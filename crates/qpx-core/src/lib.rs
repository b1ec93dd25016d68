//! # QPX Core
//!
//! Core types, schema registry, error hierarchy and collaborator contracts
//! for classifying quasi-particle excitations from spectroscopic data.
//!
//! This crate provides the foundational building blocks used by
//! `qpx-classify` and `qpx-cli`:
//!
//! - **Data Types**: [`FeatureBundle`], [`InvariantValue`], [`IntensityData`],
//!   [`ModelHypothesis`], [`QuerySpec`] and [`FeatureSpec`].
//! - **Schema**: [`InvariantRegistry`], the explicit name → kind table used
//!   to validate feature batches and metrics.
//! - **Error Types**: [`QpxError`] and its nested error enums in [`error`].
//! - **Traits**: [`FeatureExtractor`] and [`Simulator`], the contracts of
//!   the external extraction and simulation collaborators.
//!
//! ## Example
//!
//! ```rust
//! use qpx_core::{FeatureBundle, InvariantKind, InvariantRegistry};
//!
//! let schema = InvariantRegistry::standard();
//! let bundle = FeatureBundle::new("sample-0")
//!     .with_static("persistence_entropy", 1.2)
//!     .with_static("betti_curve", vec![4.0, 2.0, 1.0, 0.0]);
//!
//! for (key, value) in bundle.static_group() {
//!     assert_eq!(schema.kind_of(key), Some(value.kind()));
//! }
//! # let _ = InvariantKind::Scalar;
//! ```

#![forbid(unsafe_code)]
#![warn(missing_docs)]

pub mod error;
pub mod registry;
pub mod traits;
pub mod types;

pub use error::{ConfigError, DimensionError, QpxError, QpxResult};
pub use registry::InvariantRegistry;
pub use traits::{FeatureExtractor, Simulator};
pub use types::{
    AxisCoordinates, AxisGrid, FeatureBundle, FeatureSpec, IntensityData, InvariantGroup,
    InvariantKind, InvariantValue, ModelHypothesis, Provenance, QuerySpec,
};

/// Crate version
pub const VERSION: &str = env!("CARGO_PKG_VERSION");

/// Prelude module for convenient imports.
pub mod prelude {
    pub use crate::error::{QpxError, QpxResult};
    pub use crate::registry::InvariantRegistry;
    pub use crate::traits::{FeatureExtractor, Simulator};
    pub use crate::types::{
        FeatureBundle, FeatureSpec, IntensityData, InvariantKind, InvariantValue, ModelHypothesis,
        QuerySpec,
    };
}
============
*Exercise instructions*:
Starting at the line that contains "for convenient imports.", print every line through the end of the listing, word for word. Leave out all the rest.

*Response to the exercise*:
/// Prelude module for convenient imports.
pub mod prelude {
    pub use crate::error::{QpxError, QpxResult};
    pub use crate::registry::InvariantRegistry;
    pub use crate::traits::{FeatureExtractor, Simulator};
    pub use crate::types::{
        FeatureBundle, FeatureSpec, IntensityData, InvariantKind, InvariantValue, ModelHypothesis,
        QuerySpec,
    };
}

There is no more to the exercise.